Замечал и скорей всего думал, что на свой лад он хорош, но потом решал, что он вовсе не в моем вкусе и не стоит даже улыбаться ему. Как-то я увидел, что с ним говорит пожилой торговец зерном, и услышал, как парень его называет «отче».
Этот старикан явно был его постоянным клиентом я так и не набрался смелости спросить, сам ли он придумал так называть старика или купец того требовал, но в тот миг убедился, что этот юноша привлекательней всех на мосту. Глупец ты был, шептала мне ревность, что до сих пор не проявил к нему интереса.
Те, кто никогда не пользуется продажной любовью, полагают, что мы те, кто пользуется делаем это, избегая душевных мук, сопряженных с любовью высокой, и боясь быть отвергнутыми предметом своей влюбленности. Они чувствуют моральное превосходство над нами оттого, что сами охотно идут на такие муки; они думают, что эти страдания очищают их непостижимым для нас образом и закаляют подобно ледяной воде горных ручьев. Им неведомо, что купля-продажа отнюдь не отменяет любовных страданий и даже делает их еще более жгучими; с каждой новой сделкой мы увеличиваем возможность снова их испытать.
Назавтра после его свидания с тем стариком я снова его увидел.
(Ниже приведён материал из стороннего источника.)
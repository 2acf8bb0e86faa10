//! API for modchain users
use serde::{Deserialize, Serialize};
use tracing::error;

pub type ChainResult<T> = Result<T, ChainError>;
pub type BytesVec = Vec<u8>;

/// Failure kinds surfaced by chain construction and table queries.
/// Diagnostic detail travels through the log, not the error value.
#[derive(Debug, Clone, Copy, PartialEq, Eq)]
pub enum ChainError {
    /// Invalid len/m/resolution/platform combination at construction.
    BadParameter,
    /// A prime generator ran out of candidates of the requested shape.
    Exhausted,
    /// A table query found no entry in range nor in the one-bit slack window.
    NoFeasibleSet,
    /// A deserialization stream was missing framing or truncated.
    MalformedStream,
}

/// Largest bit-length of a single-precision modulus: products of two such
/// moduli must fit a u128 intermediate with headroom, matching the bound
/// used by 64-bit NTL builds.
pub const SP_NBITS: u32 = 60;

/// Explicit platform capability passed into constructors in place of
/// process-wide constants, so tests can parameterize the bound.
#[derive(Debug, Clone, Copy, PartialEq, Serialize, Deserialize)]
pub struct Platform {
    sp_nbits: u32,
}

impl Platform {
    pub fn native() -> Self {
        Self { sp_nbits: SP_NBITS }
    }

    pub fn with_sp_nbits(sp_nbits: u32) -> ChainResult<Self> {
        if !(2..=SP_NBITS).contains(&sp_nbits) {
            error!("sp_nbits {} not in [2, {}]", sp_nbits, SP_NBITS);
            return Err(ChainError::BadParameter);
        }
        Ok(Self { sp_nbits })
    }

    pub fn sp_nbits(&self) -> u32 {
        self.sp_nbits
    }

    pub fn sp_bound(&self) -> u64 {
        1 << self.sp_nbits
    }
}

/// Expose modchain's versioned (de)serialization helpers
/// that use the appropriate bincode config options.
pub use super::wire_bytes::{decode, encode};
Я шел задумавшись и лишь за шаг от него понял, что это он. Но однажды вечером, когда солнце висело в желтых облаках наподобие медного гонга, народу на мосту почему-то собралось втрое меньше обыкновенного. Он, обнаженный, стоял спиной к перилам, положив на них локти, упершись одной ногой в парапет. Пивной мех лежал рядом.
Я посмотрел на него.
Он улыбнулся.
Я хотел отвести взгляд, но не отвел.
Когда я шел мимо, все так же не сводя с него глаз, он вдруг протянул мне свою мозолистую крестьянскую руку и сказал просто: «Здравствуй, как поживаешь?»
Мы обменялись рукопожатием. Я спросил его о том же, он предложил мне теплого пива и я, решительно предпочитающий сидр, выпил.
Сначала мы просто беседовали. Теперь я знаю, что он, будучи о себе очень скромного мнения, радовался всякий раз, когда к нему хоть кто-нибудь подходил. Но искренняя радость женщины или мальчика при виде клиента редкостная приправа для их товара. Вскоре я уже задавал откровенные вопросы относительно стоимости разных услуг, давая понять, что я солидный клиент, а он столь же откровенно и разумно отвечал мне.
Договорившись, я предложил пополнить его мех, за что он был благодарен.
С тех пор я знавал юношей моложе и вместе опытнее его: они делали свое дело, брали плату и уходили. Я нисколько их не виню, но всего за пять лет до того теплого вечера мог бы поклясться, что уж я-то никогда не стану платить за любовь! По-своему я был столь же неопытным покупателем, как он продавцом. Покупать и продавать что-то другое нам, конечно же, приходилось я лишь пытаюсь передать тебе всю меру нашей невинности. Меня удивляет лишь, что неопытность не помешала ему сразу понять, что больших денег он от меня не увидит.
Впрочем, более изощренный наблюдатель, привычный к сделкам такого рода, мог бы сказать, что наша дружба если это можно так назвать началась с довольно щедрого предложения. Я тогда неплохо заработал, представляя в одном частном доме не у тебя ли?
Ну конечно. Ты это помнишь, а я позабыл.